Apuntan a seguidores del clérigo Fethullah Gülen como instigadores del golpe

sábado, 16 de julio de 2016 · 12:38
ABC.ES /
El clérigo turco Fetulá Gulen ha condenado desde su exilio en Estados Unidos el intento de golpe de Estado en Turquía y ha rechazado «categóricamente» estar detrás de la rebelión militar, a pesar de las acusaciones vertidas en las últimas horas por el Gobierno. «Condeno, en los términos más rotundos, el intento de golpe militar en Turquía. El Gobierno debería ganarse mediante un proceso de elecciones libres y justas, no por la fuerza», ha subrayado, en un comunicado en el que confía que la situación se resuelva "pacíficamente".

«Como alguien que ha sufrido bajo diferentes golpes miliares durante las últimas cinco décadas, es especialmente insultante ser acusado de tener algún vínculo con esta intentona. Niego categóricamente las acusaciones», ha remachado.

Erdogan ha acusado insistentemente en los últimos años a Gulen --su otrora aliado-- de urdir un plan para echarle del poder valiéndose de sus simpatizantes en todos los estamentos del Estado. El clérigo, a su vez, se convirtió en un enemigo político del presidente después de que en 2013 se conocieran casos de corrupción, supuestamente destapados por simpatizantes del clérigo, en el círculo más íntimo del presidente.

Desde entonces, se han sucedido purgas de seguidores de Gulen, entre ellos trabajadores de medios de comunicación o jueces considerados afines al religioso, tales como el diario de gran tirada 'Zaman' o la cadena de televisión Samanyolu TV.

En diciembre de 2014, el presidente turco en funciones Erdogan declaró que Gülen se había propuesto el objetivo de derrocar el Gobierno de Turquía. Específicamente, le atribuyó participación de sus adeptos en las protestas del año 2013 y la publicación de información comprometedora contra varios miembros del Gabinete de Ministros.
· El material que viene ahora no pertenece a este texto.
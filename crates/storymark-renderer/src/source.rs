use storymark_core::{Block, BlockKind, Inline, List, Story, Table};

use crate::style::{DocumentSetup, StyleSheet, TableStyle, TextStyle};

/// Serializes a story into a standalone Typst document.
///
/// User text only ever appears inside Typst string literals, so characters
/// such as `#`, `*` or `<` in the input are shown verbatim and never
/// interpreted as Typst markup.
pub fn to_typst(story: &Story, setup: &DocumentSetup, style: &StyleSheet) -> String {
    let mut writer = TypstWriter::new();
    emit_preamble(&mut writer, setup, style);
    for block in &story.blocks {
        emit_block(&mut writer, block, style);
    }
    writer.finish()
}

struct TypstWriter {
    out: String,
    indent: usize,
}

impl TypstWriter {
    fn new() -> Self {
        Self {
            out: String::new(),
            indent: 0,
        }
    }

    fn line(&mut self, line: &str) {
        for _ in 0..self.indent {
            self.out.push_str("  ");
        }
        self.out.push_str(line);
        self.out.push('\n');
    }

    fn open(&mut self, line: &str) {
        self.line(line);
        self.indent += 1;
    }

    fn close(&mut self, line: &str) {
        self.indent = self.indent.saturating_sub(1);
        self.line(line);
    }

    fn finish(self) -> String {
        self.out
    }
}

fn emit_preamble(writer: &mut TypstWriter, setup: &DocumentSetup, style: &StyleSheet) {
    let margins = &setup.margins;
    writer.line(&format!(
        "#set document(title: {}, author: {})",
        string_literal(&setup.title),
        string_literal(&setup.author)
    ));
    writer.line(&format!(
        "#set page(paper: {}, margin: (top: {}mm, right: {}mm, bottom: {}mm, left: {}mm))",
        string_literal(&setup.paper),
        margins.top,
        margins.right,
        margins.bottom,
        margins.left
    ));
    writer.line(&format!(
        "#set text(font: {}, lang: {}, size: {}pt, fill: {})",
        string_literal(&style.body_font),
        string_literal(&setup.lang),
        style.body.size,
        color(&style.body.color)
    ));
    writer.line(&format!(
        "#set par(leading: {}pt, spacing: 0pt)",
        style.body.line_gap()
    ));
    writer.line("#set block(spacing: 0pt)");
    writer.line(&format!(
        "#show raw: set text(font: {})",
        string_literal(&style.mono_font)
    ));
    writer.line("#show heading: set text(weight: \"bold\")");
    for level in 1..=3u8 {
        let heading = style.heading(level);
        let selector = format!("heading.where(level: {})", level);
        writer.line(&format!(
            "#show {}: set text(size: {}pt, fill: {})",
            selector,
            heading.size,
            color(&heading.color)
        ));
        writer.line(&format!(
            "#show {}: set par(leading: {}pt)",
            selector,
            heading.line_gap()
        ));
        writer.line(&format!(
            "#show {}: set block(above: {}pt, below: {}pt)",
            selector, heading.space_before, heading.space_after
        ));
    }
    writer.line(&format!(
        "#set list(marker: text(size: {}pt)[•], indent: {}pt, body-indent: {}pt)",
        style.list.marker_size, style.list.indent, style.list.body_indent
    ));
    writer.line(&format!(
        "#set enum(numbering: n => text(size: {}pt, str(n) + \".\"), indent: {}pt, body-indent: {}pt)",
        style.list.marker_size, style.list.indent, style.list.body_indent
    ));
    writer.line("");
}

fn emit_block(writer: &mut TypstWriter, block: &Block, style: &StyleSheet) {
    match &block.kind {
        BlockKind::Heading { level, content } => {
            writer.line(&format!(
                "#heading(level: {})[{}]",
                (*level).clamp(1, 3),
                render_inlines(content)
            ));
        }
        BlockKind::Paragraph { content } => {
            emit_text_block(writer, &style.body, &render_inlines(content));
        }
        BlockKind::BlockQuote { content } => {
            emit_text_block(writer, &style.quote, &render_inlines(content));
        }
        BlockKind::List(list) => emit_list(writer, list, &style.body),
        BlockKind::Table(table) => emit_table(writer, table, &style.table),
        BlockKind::PageBreak => writer.line("#pagebreak(weak: true)"),
        BlockKind::Spacer { height } => writer.line(&format!("#v({}pt)", height)),
    }
}

fn emit_text_block(writer: &mut TypstWriter, text: &TextStyle, body: &str) {
    writer.open(&format!(
        "#block(above: {}pt, below: {}pt, inset: (left: {}pt))[",
        text.space_before, text.space_after, text.left_indent
    ));
    emit_text_rules(writer, text);
    writer.line(body);
    writer.close("]");
}

fn emit_text_rules(writer: &mut TypstWriter, text: &TextStyle) {
    writer.line(&format!(
        "#set text(size: {}pt, fill: {})",
        text.size,
        color(&text.color)
    ));
    writer.line(&format!("#set par(leading: {}pt)", text.line_gap()));
}

fn emit_list(writer: &mut TypstWriter, list: &List, text: &TextStyle) {
    writer.open("#block[");
    emit_text_rules(writer, text);
    writer.open(if list.ordered { "#enum(" } else { "#list(" });
    for item in &list.items {
        writer.line(&format!("[{}],", render_inlines(item)));
    }
    writer.close(")");
    writer.close("]");
}

/// The first row always gets the header look. A divider row in the source
/// additionally makes it a repeating `table.header`.
fn emit_table(writer: &mut TypstWriter, table: &Table, style: &TableStyle) {
    writer.open("#block[");
    writer.line(&format!("#set text(size: {}pt)", style.font_size));
    writer.open("#table(");
    writer.line(&format!("columns: {},", table.columns().max(1)));
    writer.line("align: left,");
    writer.line(&format!("inset: {}pt,", style.cell_padding));
    writer.line(&format!(
        "stroke: {}pt + {},",
        style.grid_width,
        color(&style.grid_color)
    ));
    writer.line(&format!(
        "fill: (_, y) => if y == 0 {{ {} }} else {{ {} }},",
        color(&style.header_fill),
        color(&style.body_fill)
    ));
    let mut rows = table.rows.iter();
    if let Some(first) = rows.next() {
        if table.header {
            writer.open("table.header(");
        }
        for cell in first {
            writer.line(&format!(
                "table.cell(inset: (x: {pad}pt, top: {pad}pt, bottom: {bottom}pt))[#text(weight: \"bold\", fill: {fill})[#{text}]],",
                pad = style.cell_padding,
                bottom = style.header_bottom_padding,
                fill = color(&style.header_text),
                text = string_literal(cell)
            ));
        }
        if table.header {
            writer.close("),");
        }
    }
    for row in rows {
        let cells: Vec<String> = row
            .iter()
            .map(|cell| format!("[#{}]", string_literal(cell)))
            .collect();
        writer.line(&format!("{},", cells.join(", ")));
    }
    writer.close(")");
    writer.close("]");
}

/// Renders inlines as Typst markup built from escaped string literals.
pub fn render_inlines(inlines: &[Inline]) -> String {
    let mut out = String::new();
    for inline in inlines {
        match inline {
            Inline::Text(text) => {
                out.push('#');
                out.push_str(&string_literal(text));
            }
            Inline::Code(text) => {
                out.push_str("#raw(");
                out.push_str(&string_literal(text));
                out.push(')');
            }
            Inline::Strong(children) => {
                out.push_str("#strong[");
                out.push_str(&render_inlines(children));
                out.push(']');
            }
            Inline::Emph(children) => {
                out.push_str("#emph[");
                out.push_str(&render_inlines(children));
                out.push(']');
            }
        }
    }
    out
}

/// Quotes `text` as a Typst string literal.
pub fn string_literal(text: &str) -> String {
    let mut out = String::with_capacity(text.len() + 2);
    out.push('"');
    for ch in text.chars() {
        match ch {
            '\\' => out.push_str("\\\\"),
            '"' => out.push_str("\\\""),
            '\n' => out.push_str("\\n"),
            '\r' => out.push_str("\\r"),
            '\t' => out.push_str("\\t"),
            _ => out.push(ch),
        }
    }
    out.push('"');
    out
}

fn color(hex: &str) -> String {
    format!("rgb({})", string_literal(hex))
}

#[cfg(test)]
mod tests {
    use super::{render_inlines, string_literal};
    use storymark_core::convert_inline;

    #[test]
    fn string_literals_escape_quotes_and_backslashes() {
        assert_eq!(string_literal(r#"say "hi" \o/"#), r#""say \"hi\" \\o/""#);
        assert_eq!(string_literal("tab\there"), "\"tab\\there\"");
    }

    #[test]
    fn inlines_become_nested_typst_calls() {
        let rendered = render_inlines(&convert_inline("**bold** and *it* `x*y`"));
        assert_eq!(
            rendered,
            "#strong[#\"bold\"]#\" and \"#emph[#\"it\"]#\" \"#raw(\"x*y\")"
        );
    }

    #[test]
    fn typst_syntax_in_text_is_quoted() {
        let rendered = render_inlines(&convert_inline("#set page(width: 1pt) $x$ <lbl> @ref"));
        assert_eq!(rendered, "#\"#set page(width: 1pt) $x$ <lbl> @ref\"");
    }
}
Fethullah Gülen ha dedicado su vida al estudio de la teología islámica y su enseñanza en madrasas turcas además de su cargo como imán bajo la supervisión del Ministerio de Asuntos Religiosos de la República Turca. La suya es una visión moderada del Islam y de un movimiento religioso dedicado, según sus propias palabras, «a la educación, una educación del corazón y el alma además de la mente».

El movimiento de Gulen ha desarrollado una moderna red de escuelas y universidades, acaparando influencia entre amplios sectores de profesionales liberales. Pese mostrarse contrario al secularismo, signo de identidad de la Turquía contemporánea, Gulen ha promovido desde su movimiento un diálogo interreligioso y cultural que le llevó a entrevistarse en 1998 con el papa Juan Pablo II y líderes judíos y ortodoxos.

Erdogan se apoyó en la influencia de Gulen para limitar el poder de los militares nacionalistas, responsables de la caída de cuatro gobiernos desde 1960. Sin embargo, el escándalo de corrupción que resultó con la dimisión de tres ministros de Erdogan. El presidente respondió con una purga de jueces, policías y fiscales.

En distintos encuentros con el presidente estadounidense, Barack Obama, Erdogan ha reiterado la extradición de Gulen, que actualmente vive enPensilvania, para que fuera juzgado en Turquía por supuestas conspiraciones contra Ankara.